Die Protagonisten sind Boten dieser Ereignisse. Klar, wenn es sich um Figuren handeln würde, die wir gut kennen und mögen, würde uns das persönliche Schicksal von ihnen näher gehen, aber es würde eigentlich nichts an der Ursache des Grauens ändern.
Die Absicht der Geschichten ist imo nicht, die Leser mit den Figuren mitleiden zu lassen, sondern ihnen einen Alptraum zu zeigen, der womöglich nur hinter der nächsten Ecke (oder in der Antarktis) auf sie wartet.

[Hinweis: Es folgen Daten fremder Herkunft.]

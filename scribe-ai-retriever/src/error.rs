//! Error types for indexing and retrieval

use scribe_ai_embed::EmbedError;

/// Result type for index manager and retriever operations.
pub type Result<T> = std::result::Result<T, RetrieverError>;

/// Why a refresh or query could not produce a result.
///
/// None of these are fatal: after any of them the last successfully built index
/// is still in place, and callers are expected to carry on without semantic
/// context. An empty document is not an error at all; see
/// [`RefreshOutcome::EmptyDocument`](crate::retrieval::index_manager::RefreshOutcome).
#[derive(Debug, thiserror::Error)]
pub enum RetrieverError {
    /// The embedding gateway failed, timed out, or returned too few vectors
    #[error("Embedding service unavailable: {source}")]
    EmbeddingUnavailable {
        #[source]
        source: EmbedError,
    },

    /// There is no usable index to query
    #[error("Index unavailable{}", .last_error.as_deref().map(|e| format!(" (last error: {e})")).unwrap_or_default())]
    IndexUnavailable { last_error: Option<String> },

    /// The vector index failed or timed out
    #[error("Vector store unavailable: {source}")]
    StoreUnavailable {
        #[source]
        source: anyhow::Error,
    },
}

impl RetrieverError {
    pub fn store<E: Into<anyhow::Error>>(source: E) -> Self {
        Self::StoreUnavailable {
            source: source.into(),
        }
    }
}

impl From<EmbedError> for RetrieverError {
    fn from(source: EmbedError) -> Self {
        Self::EmbeddingUnavailable { source }
    }
}
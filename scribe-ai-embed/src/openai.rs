//! Gateway for OpenAI-compatible `/embeddings` endpoints

use crate::config::EmbedConfig;
use crate::error::{EmbedError, Result};
use crate::provider::{EmbeddingGateway, EmbeddingResult};
use async_trait::async_trait;
use reqwest::Client;
use serde::{Deserialize, Serialize};

#[derive(Debug, Serialize)]
struct EmbeddingRequest<'a> {
    model: &'a str,
    input: &'a [String],
    #[serde(skip_serializing_if = "Option::is_none")]
    dimensions: Option<usize>,
}

#[derive(Debug, Deserialize)]
struct EmbeddingResponse {
    data: Vec<EmbeddingDatum>,
}

#[derive(Debug, Deserialize)]
struct EmbeddingDatum {
    index: usize,
    embedding: Vec<f32>,
}

/// Remote embeddings over HTTP.
///
/// Batches larger than `batch_size` are split into several requests. Any failed
/// request fails the whole call.
pub struct OpenAiEmbedProvider {
    client: Client,
    config: EmbedConfig,
    api_key: String,
}

impl std::fmt::Debug for OpenAiEmbedProvider {
    fn fmt(&self, f: &mut std::fmt::Formatter<'_>) -> std::fmt::Result {
        f.debug_struct("OpenAiEmbedProvider")
            .field("config", &self.config)
            .field("api_key", &"<redacted>")
            .finish()
    }
}

impl OpenAiEmbedProvider {
    /// Create a provider, reading the API key from the configured environment variable.
    pub fn new(config: EmbedConfig) -> Result<Self> {
        let api_key = config.api_key()?;
        Self::with_api_key(config, api_key)
    }

    pub fn with_api_key(config: EmbedConfig, api_key: impl Into<String>) -> Result<Self> {
        config.validate()?;
        let client = Client::builder().build().map_err(EmbedError::request)?;
        Ok(Self {
            client,
            config,
            api_key: api_key.into(),
        })
    }

    fn endpoint(&self) -> String {
        format!("{}/embeddings", self.config.api_base.trim_end_matches('/'))
    }

    async fn embed_batch(&self, batch: &[String]) -> Result<Vec<Vec<f32>>> {
        let request = EmbeddingRequest {
            model: &self.config.model_name,
            input: batch,
            dimensions: self.config.dimension,
        };

        let response = self
            .client
            .post(self.endpoint())
            .bearer_auth(&self.api_key)
            .json(&request)
            .send()
            .await
            .map_err(EmbedError::request)?;

        let status = response.status();
        if !status.is_success() {
            let body = response.text().await.unwrap_or_default();
            tracing::warn!("Embedding request failed with status {}", status);
            return Err(EmbedError::Status {
                status: status.as_u16(),
                body,
            });
        }

        let parsed: EmbeddingResponse = response
            .json()
            .await
            .map_err(|e| EmbedError::malformed(e.to_string()))?;
        order_by_index(parsed.data, batch.len())
    }
}

/// Put response items back into request order and check the batch is complete.
fn order_by_index(data: Vec<EmbeddingDatum>, expected: usize) -> Result<Vec<Vec<f32>>> {
    if data.len() != expected {
        return Err(EmbedError::BatchMismatch {
            expected,
            actual: data.len(),
        });
    }
    let mut slots: Vec<Option<Vec<f32>>> = vec![None; expected];
    for datum in data {
        let slot = slots
            .get_mut(datum.index)
            .ok_or_else(|| EmbedError::malformed(format!("index {} out of range", datum.index)))?;
        if slot.replace(datum.embedding).is_some() {
            return Err(EmbedError::malformed(format!(
                "duplicate index {}",
                datum.index
            )));
        }
    }
    slots
        .into_iter()
        .map(|slot| slot.ok_or_else(|| EmbedError::malformed("missing embedding")))
        .collect()
}

#[async_trait]
impl EmbeddingGateway for OpenAiEmbedProvider {
    async fn embed_texts(&self, texts: &[String]) -> Result<EmbeddingResult> {
        if texts.is_empty() {
            return Ok(EmbeddingResult::new(vec![]));
        }

        tracing::debug!(
            "Requesting {} embeddings from {} ({})",
            texts.len(),
            self.endpoint(),
            self.config.model_name
        );

        let mut all_embeddings = Vec::with_capacity(texts.len());
        for batch in texts.chunks(self.config.batch_size.max(1)) {
            all_embeddings.extend(self.embed_batch(batch).await?);
        }

        if self.config.normalize {
            for embedding in &mut all_embeddings {
                let norm = embedding.iter().map(|x| x * x).sum::<f32>().sqrt();
                if norm > 0.0 {
                    embedding.iter_mut().for_each(|x| *x /= norm);
                }
            }
        }

        EmbeddingResult::new(all_embeddings).ensure_len(texts.len())
    }

    fn embedding_dimension(&self) -> Option<usize> {
        self.config.dimension
    }

    fn provider_name(&self) -> &str {
        "openai"
    }
}

#[cfg(test)]
mod tests {
    use super::*;

    fn datum(index: usize, value: f32) -> EmbeddingDatum {
        EmbeddingDatum {
            index,
            embedding: vec![value],
        }
    }

    #[test]
    fn test_order_by_index_restores_request_order() {
        let ordered = order_by_index(vec![datum(1, 1.0), datum(0, 0.0), datum(2, 2.0)], 3).unwrap();
        assert_eq!(ordered, vec![vec![0.0], vec![1.0], vec![2.0]]);
    }

    #[test]
    fn test_order_by_index_rejects_bad_batches() {
        assert!(matches!(
            order_by_index(vec![datum(0, 0.0)], 2),
            Err(EmbedError::BatchMismatch { .. })
        ));
        assert!(matches!(
            order_by_index(vec![datum(0, 0.0), datum(0, 1.0)], 2),
            Err(EmbedError::MalformedResponse { .. })
        ));
        assert!(matches!(
            order_by_index(vec![datum(0, 0.0), datum(5, 1.0)], 2),
            Err(EmbedError::MalformedResponse { .. })
        ));
    }

    #[test]
    fn test_response_parsing() {
        let body = r#"{"object":"list","data":[{"object":"embedding","index":0,"embedding":[0.5,0.25]}],"model":"m"}"#;
        let parsed: EmbeddingResponse = serde_json::from_str(body).unwrap();
        assert_eq!(parsed.data.len(), 1);
        assert_eq!(parsed.data[0].embedding, vec![0.5, 0.25]);
    }

    #[test]
    fn test_endpoint_and_debug_redacts_key() {
        let config = EmbedConfig::openai("m").with_api_base("http://localhost:8080/v1/");
        let provider = OpenAiEmbedProvider::with_api_key(config, "sk-secret").unwrap();
        assert_eq!(provider.endpoint(), "http://localhost:8080/v1/embeddings");
        assert!(!format!("{provider:?}").contains("sk-secret"));
    }

    #[tokio::test]
    async fn test_unreachable_endpoint_is_request_error() {
        let config = EmbedConfig::openai("m").with_api_base("http://127.0.0.1:9");
        let provider = OpenAiEmbedProvider::with_api_key(config, "k").unwrap();
        let err = provider.embed_texts(&["x".to_string()]).await.unwrap_err();
        assert!(matches!(err, EmbedError::Request { .. }));
    }
}
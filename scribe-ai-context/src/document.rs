//! Read-only screenplay document model.
//!
//! A [`DocumentSnapshot`] is an ordered sequence of [`ScriptLine`]s captured from
//! the editor at a point in time. Nothing in this workspace mutates a snapshot;
//! the editor hands out a fresh one whenever freshness matters.
//!
//! Long elements wrap onto several lines. Every line carries an
//! `ends_element` marker that is `true` only on the last line of its element,
//! which is how the chunker tells a two-line scene heading from two headings.

use serde::{Deserialize, Serialize};
use std::fmt;
use std::str::FromStr;

/// Element type of a single screenplay line.
#[derive(Debug, Clone, Copy, PartialEq, Eq, Hash, Serialize, Deserialize)]
#[serde(rename_all = "kebab-case")]
pub enum LineType {
    /// Scene heading ("INT. KITCHEN - NIGHT")
    Heading,
    /// Character cue above a dialogue block
    CharacterName,
    Dialogue,
    Parenthetical,
    Action,
    Transition,
    /// Anything else (notes, shots, act breaks...)
    Other,
}

impl LineType {
    /// Short tag used by the tagged line format (`heading|INT. HOUSE - DAY`).
    pub fn tag(&self) -> &'static str {
        match self {
            LineType::Heading => "heading",
            LineType::CharacterName => "character",
            LineType::Dialogue => "dialogue",
            LineType::Parenthetical => "paren",
            LineType::Action => "action",
            LineType::Transition => "transition",
            LineType::Other => "other",
        }
    }
}

impl fmt::Display for LineType {
    fn fmt(&self, f: &mut fmt::Formatter<'_>) -> fmt::Result {
        f.write_str(self.tag())
    }
}

impl FromStr for LineType {
    type Err = String;

    fn from_str(s: &str) -> Result<Self, Self::Err> {
        match s.trim().to_lowercase().as_str() {
            "heading" | "scene" | "scene-heading" => Ok(LineType::Heading),
            "character" | "character-name" | "char" => Ok(LineType::CharacterName),
            "dialogue" | "dial" => Ok(LineType::Dialogue),
            "paren" | "parenthetical" => Ok(LineType::Parenthetical),
            "action" => Ok(LineType::Action),
            "transition" | "trans" => Ok(LineType::Transition),
            "other" | "note" | "shot" => Ok(LineType::Other),
            _ => Err(format!(
                "Invalid line type: '{s}'. Valid values are: heading, character, dialogue, paren, action, transition, other"
            )),
        }
    }
}

/// One physical line of the screenplay.
#[derive(Debug, Clone, PartialEq, Eq, Serialize, Deserialize)]
pub struct ScriptLine {
    pub line_type: LineType,
    pub text: String,
    /// True on the last line of a (possibly wrapped) element
    pub ends_element: bool,
}

impl ScriptLine {
    /// A single-line element.
    pub fn new(line_type: LineType, text: impl Into<String>) -> Self {
        Self {
            line_type,
            text: text.into(),
            ends_element: true,
        }
    }

    /// A line that wraps onto the next one (not the last line of its element).
    pub fn continued(line_type: LineType, text: impl Into<String>) -> Self {
        Self {
            line_type,
            text: text.into(),
            ends_element: false,
        }
    }

    pub fn is_scene_boundary(&self) -> bool {
        self.line_type == LineType::Heading && self.ends_element
    }
}

/// Immutable point-in-time copy of the document's lines.
#[derive(Debug, Clone, Default, PartialEq, Eq, Serialize, Deserialize)]
pub struct DocumentSnapshot {
    lines: Vec<ScriptLine>,
}

impl DocumentSnapshot {
    pub fn new(lines: Vec<ScriptLine>) -> Self {
        Self { lines }
    }

    pub fn empty() -> Self {
        Self::default()
    }

    pub fn lines(&self) -> &[ScriptLine] {
        &self.lines
    }

    pub fn len(&self) -> usize {
        self.lines.len()
    }

    pub fn is_empty(&self) -> bool {
        self.lines.is_empty()
    }

    /// Count of non-whitespace characters across every line.
    pub fn content_chars(&self) -> usize {
        self.lines
            .iter()
            .map(|line| line.text.chars().filter(|c| !c.is_whitespace()).count())
            .sum()
    }

    /// Parse the tagged line format: one line per row, `<tag>|<text>`.
    ///
    /// A trailing `+` on the tag (`action+|...`) marks a line that continues
    /// onto the next row. Blank rows are skipped.
    pub fn from_tagged_lines(input: &str) -> Result<Self, String> {
        let mut lines = Vec::new();
        for (row, raw) in input.lines().enumerate() {
            if raw.trim().is_empty() {
                continue;
            }
            let (tag, text) = raw
                .split_once('|')
                .ok_or_else(|| format!("Row {}: expected '<tag>|<text>'", row + 1))?;
            let (tag, continued) = match tag.strip_suffix('+') {
                Some(stripped) => (stripped, true),
                None => (tag, false),
            };
            let line_type = tag
                .parse::<LineType>()
                .map_err(|e| format!("Row {}: {e}", row + 1))?;
            lines.push(ScriptLine {
                line_type,
                text: text.to_string(),
                ends_element: !continued,
            });
        }
        Ok(Self { lines })
    }

    /// Render back to the tagged line format.
    pub fn to_tagged_lines(&self) -> String {
        let mut out = String::new();
        for line in &self.lines {
            out.push_str(line.line_type.tag());
            if !line.ends_element {
                out.push('+');
            }
            out.push('|');
            out.push_str(&line.text);
            out.push('\n');
        }
        out
    }
}

impl FromIterator<ScriptLine> for DocumentSnapshot {
    fn from_iter<T: IntoIterator<Item = ScriptLine>>(iter: T) -> Self {
        Self {
            lines: iter.into_iter().collect(),
        }
    }
}

/// Read-only accessor for the live document.
///
/// Returns `None` when no document is open or it cannot be read.
pub trait DocumentSource: Send + Sync {
    fn snapshot(&self) -> Option<DocumentSnapshot>;
}

impl DocumentSource for DocumentSnapshot {
    fn snapshot(&self) -> Option<DocumentSnapshot> {
        Some(self.clone())
    }
}

#[cfg(test)]
mod tests {
    use super::*;

    #[test]
    fn test_tagged_lines_parse() {
        let input = "heading|INT. KITCHEN - NIGHT\n\
                     action+|Rain hammers the window while\n\
                     action|MARA waits.\n\
                     \n\
                     character|MARA\n\
                     dialogue|Where were you?\n";
        let doc = DocumentSnapshot::from_tagged_lines(input).unwrap();

        assert_eq!(doc.len(), 5);
        assert_eq!(doc.lines()[0].line_type, LineType::Heading);
        assert!(doc.lines()[0].is_scene_boundary());
        assert!(!doc.lines()[1].ends_element);
        assert!(doc.lines()[2].ends_element);
        assert_eq!(doc.lines()[3].line_type, LineType::CharacterName);
    }

    #[test]
    fn test_tagged_lines_roundtrip_preserves_markers() {
        let doc = DocumentSnapshot::new(vec![
            ScriptLine::continued(LineType::Heading, "INT. A VERY LONG"),
            ScriptLine::new(LineType::Heading, "HALLWAY - DAY"),
            ScriptLine::new(LineType::Action, "Nothing moves."),
        ]);
        let parsed = DocumentSnapshot::from_tagged_lines(&doc.to_tagged_lines()).unwrap();
        assert_eq!(parsed, doc);
    }

    #[test]
    fn test_tagged_lines_rejects_bad_rows() {
        assert!(DocumentSnapshot::from_tagged_lines("no separator here").is_err());
        assert!(DocumentSnapshot::from_tagged_lines("bogus|text").is_err());
    }

    #[test]
    fn test_content_chars_ignores_whitespace() {
        let doc = DocumentSnapshot::new(vec![
            ScriptLine::new(LineType::Action, "  a b  "),
            ScriptLine::new(LineType::Action, "\t\n"),
        ]);
        assert_eq!(doc.content_chars(), 2);
    }

    #[test]
    fn test_line_type_from_str() {
        assert_eq!("Scene".parse::<LineType>().unwrap(), LineType::Heading);
        assert_eq!(
            "character-name".parse::<LineType>().unwrap(),
            LineType::CharacterName
        );
        assert!("invalid".parse::<LineType>().is_err());
    }
}
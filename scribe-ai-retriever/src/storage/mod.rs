//! Vector index abstraction for scribe-ai-retriever
//!
//! This module defines the contract between the index manager and whatever holds
//! the vectors. A [`VectorIndex`] stores `(id, vector, text, metadata)` records for
//! one document and answers nearest-neighbour queries over them. It knows nothing
//! about screenplays, fingerprints or rebuilds; consistency between the records
//! and the document is the index manager's job.
//!
//! ## Key Components
//!
//! - **VectorIndex**: async store trait (upsert, replace_all, query, clear, count)
//! - **MemoryVectorIndex**: process-local implementation
//! - **SqliteVectorIndex**: persistent implementation, one collection per document
//! - **DistanceMetric**: distance function plus its declared range
//!
//! ## Architecture
//!
//! ```text
//!                ┌─ MemoryVectorIndex
//! VectorIndex ───┤
//!                └─ SqliteVectorIndex ── SqlitePool (shared across collections)
//! ```

use anyhow::Result;
use async_trait::async_trait;
use scribe_ai_context::ChunkMetadata;
use serde::{Deserialize, Serialize};

pub mod memory_store;
pub mod sqlite_store;

pub use memory_store::MemoryVectorIndex;
pub use sqlite_store::SqliteVectorIndex;

/// One stored chunk.
#[derive(Debug, Clone, PartialEq)]
pub struct VectorRecord {
    pub id: String,
    pub vector: Vec<f32>,
    pub text: String,
    pub metadata: ChunkMetadata,
}

/// A query match, ordered by increasing distance.
#[derive(Debug, Clone, PartialEq)]
pub struct QueryHit {
    pub id: String,
    pub text: String,
    pub metadata: ChunkMetadata,
    pub distance: f32,
}

/// How distances are measured, and the range they fall in.
#[derive(Debug, Clone, Copy, Default, PartialEq, Eq, Serialize, Deserialize)]
#[serde(rename_all = "kebab-case")]
pub enum DistanceMetric {
    /// `1 - cos(a, b)`, in `[0, 2]`
    #[default]
    Cosine,
    /// Squared euclidean distance between unit vectors, in `[0, 4]`
    SquaredL2Unit,
}

impl DistanceMetric {
    /// Upper bound of the distance range.
    pub fn max_distance(&self) -> f32 {
        match self {
            DistanceMetric::Cosine => 2.0,
            DistanceMetric::SquaredL2Unit => 4.0,
        }
    }

    /// Distance between two vectors of equal length.
    ///
    /// A zero vector has no direction; under cosine it sits at distance 1 from
    /// everything.
    pub fn distance(&self, a: &[f32], b: &[f32]) -> f32 {
        match self {
            DistanceMetric::Cosine => {
                let mut dot = 0.0f32;
                let mut norm_a = 0.0f32;
                let mut norm_b = 0.0f32;
                for (x, y) in a.iter().zip(b) {
                    dot += x * y;
                    norm_a += x * x;
                    norm_b += y * y;
                }
                if norm_a == 0.0 || norm_b == 0.0 {
                    1.0
                } else {
                    1.0 - dot / (norm_a.sqrt() * norm_b.sqrt())
                }
            }
            DistanceMetric::SquaredL2Unit => a.iter().zip(b).map(|(x, y)| (x - y).powi(2)).sum(),
        }
    }
}

impl std::str::FromStr for DistanceMetric {
    type Err = String;

    fn from_str(s: &str) -> std::result::Result<Self, Self::Err> {
        match s.to_lowercase().as_str() {
            "cosine" => Ok(DistanceMetric::Cosine),
            "l2" | "squared-l2" | "squared-l2-unit" => Ok(DistanceMetric::SquaredL2Unit),
            _ => Err(format!(
                "Invalid distance metric: '{s}'. Valid values are: cosine, squared-l2-unit"
            )),
        }
    }
}

/// Brute-force k nearest neighbours over records in insertion order.
///
/// Ties keep insertion order. Records whose dimension differs from the query are
/// an error: mixing vectors from two different embedding models is never useful.
pub(crate) fn nearest<'a, I>(
    metric: DistanceMetric,
    records: I,
    query: &[f32],
    k: usize,
) -> Result<Vec<QueryHit>>
where
    I: IntoIterator<Item = &'a VectorRecord>,
{
    let mut hits = Vec::new();
    for record in records {
        if record.vector.len() != query.len() {
            anyhow::bail!(
                "query dimension {} does not match stored dimension {} (record {})",
                query.len(),
                record.vector.len(),
                record.id
            );
        }
        hits.push(QueryHit {
            id: record.id.clone(),
            text: record.text.clone(),
            metadata: record.metadata.clone(),
            distance: metric.distance(query, &record.vector),
        });
    }

    // Stable sort: equal distances keep insertion order
    hits.sort_by(|a, b| a.distance.total_cmp(&b.distance));
    hits.truncate(k);
    Ok(hits)
}

/// Storage for one document's chunk vectors.
///
/// Implementations serialize their own operations. Rebuilds go through
/// [`VectorIndex::replace_all`], which is the only multi-record operation that
/// must be atomic; ordering against queries comes from the index manager's lock.
#[async_trait]
pub trait VectorIndex: Send + Sync {
    /// Insert or replace records by id
    async fn upsert(&self, records: Vec<VectorRecord>) -> Result<()>;

    /// The `k` records nearest to `vector`, by increasing distance
    async fn query(&self, vector: &[f32], k: usize) -> Result<Vec<QueryHit>>;

    /// Remove every record
    async fn clear(&self) -> Result<()>;

    /// Replace the whole contents with `records` as one unit.
    ///
    /// On error, or if the future is dropped before it completes, the previous
    /// records must still be in place.
    async fn replace_all(&self, records: Vec<VectorRecord>) -> Result<()>;

    /// Number of stored records
    async fn count(&self) -> Result<usize>;

    /// Metric used by `query`
    fn metric(&self) -> DistanceMetric;
}
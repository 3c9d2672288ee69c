//! User-facing status reporting.
//!
//! Callers that assemble prompts need to tell three situations apart, each with
//! its own wording: the index is still being built, the index is unusable, and
//! the index works but found nothing. [`SearchStatus`] carries that distinction;
//! [`IndexReport`] is the machine-readable snapshot used by the CLI.

use crate::retrieval::index_manager::IndexState;
use serde::Serialize;
use std::fmt;

/// Outcome of a semantic search, as shown to users.
#[derive(Debug, Clone, PartialEq, Eq, Serialize)]
#[serde(tag = "status", rename_all = "kebab-case")]
pub enum SearchStatus {
    /// A first rebuild is in progress
    Building,
    /// No usable index
    Unavailable { last_error: Option<String> },
    /// The index answered but nothing was relevant
    NoMatches,
    /// This many results were returned
    Matches { count: usize },
}

impl SearchStatus {
    pub fn has_matches(&self) -> bool {
        matches!(self, SearchStatus::Matches { .. })
    }
}

impl fmt::Display for SearchStatus {
    fn fmt(&self, f: &mut fmt::Formatter<'_>) -> fmt::Result {
        match self {
            SearchStatus::Building => write!(f, "index is being built"),
            SearchStatus::Unavailable { last_error } => write!(
                f,
                "index unavailable (last error: {})",
                last_error.as_deref().unwrap_or("none")
            ),
            SearchStatus::NoMatches => write!(f, "no relevant matches found"),
            SearchStatus::Matches { count } => write!(f, "{count} relevant scenes found"),
        }
    }
}

/// Point-in-time summary of one document's index.
#[derive(Debug, Clone, PartialEq, Eq, Serialize)]
pub struct IndexReport {
    pub document_id: String,
    pub ready: bool,
    pub rebuilding: bool,
    pub chunk_count: usize,
    /// Hex fingerprint of the indexed snapshot, absent if unknown
    pub fingerprint: Option<String>,
    pub rebuilds: u64,
    pub last_error: Option<String>,
    pub stored_vectors: Option<usize>,
    pub query_cache_entries: usize,
    pub query_cache_hits: u64,
    pub query_cache_misses: u64,
}

impl IndexReport {
    pub(crate) fn from_state(document_id: &str, state: &IndexState, rebuilding: bool) -> Self {
        Self {
            document_id: document_id.to_string(),
            ready: state.ready,
            rebuilding,
            chunk_count: state.chunk_count,
            fingerprint: state.fingerprint.to_hex(),
            rebuilds: state.rebuilds,
            last_error: state.last_error.clone(),
            stored_vectors: None,
            query_cache_entries: 0,
            query_cache_hits: 0,
            query_cache_misses: 0,
        }
    }

    /// The status a search would report right now, before running it.
    pub fn availability(&self) -> Option<SearchStatus> {
        if self.ready {
            None
        } else if self.rebuilding {
            Some(SearchStatus::Building)
        } else {
            Some(SearchStatus::Unavailable {
                last_error: self.last_error.clone(),
            })
        }
    }
}

impl fmt::Display for IndexReport {
    fn fmt(&self, f: &mut fmt::Formatter<'_>) -> fmt::Result {
        writeln!(f, "Document: {}", self.document_id)?;
        let state = match (self.ready, self.rebuilding) {
            (_, true) => "rebuilding",
            (true, false) => "ready",
            (false, false) => "not ready",
        };
        writeln!(f, "  Index: {state}")?;
        writeln!(f, "  Chunks: {}", self.chunk_count)?;
        if let Some(stored) = self.stored_vectors {
            writeln!(f, "  Stored vectors: {stored}")?;
        }
        writeln!(
            f,
            "  Fingerprint: {}",
            self.fingerprint.as_deref().unwrap_or("unknown")
        )?;
        writeln!(f, "  Rebuilds: {}", self.rebuilds)?;
        if let Some(error) = &self.last_error {
            writeln!(f, "  Last error: {error}")?;
        }
        write!(
            f,
            "  Query cache: {} entries ({} hits, {} misses)",
            self.query_cache_entries, self.query_cache_hits, self.query_cache_misses
        )
    }
}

Auf einige Sachen muss man sich einlassen können oder wollen. Dass die Mitsing-Hooks fehlen ist nicht Bug, sondern Feature. Die Hooks würden dich nie das fühlen lassen, was der andere Zugang ermöglicht.
EDIT: Die Diskussion ist jetzt ja schon von "Rant" entfernt. Ich persönlich finds gut, wenn es einem Rant was Fruchbares entsteht, aber evt sieht flaschengeist das anders und der Strang könnte mal aufgetrennt werden...?
Mein Wollen war groß. Und ob Lovecrafts Variante von anderem Zugang Bug oder Feature ist, bleibt eine Geschmacksfrage (auch wenn das anzuerkennen, dem Elitisten in dir womöglich schwer fällt ;)).
Mir kam der Gedanke, dass man den Lovecraft mal gegen den E.T.A. Hofmann bürsten sollte. Mir scheint, dass so ein Vergleich der Schauerliteraten produktiv wäre. Aus der Hüfte würde ich sagen, E.T.A. ist vielerlei Hinsicht um Welten besser (auch: arrivierter, insgesamt approbierter, intelligenter, usw.), leider auch nochmal 100 Jahre antiquierter und entsprechend fremder.
Ich deklariere hiermit offiziell 'shotgun' im Hinblick auf ein geerdet schwarzromantisches Rollenspiel, sollte ich tatsächlich die einzige Lücke entdeckt haben, die überhaupt noch existiert.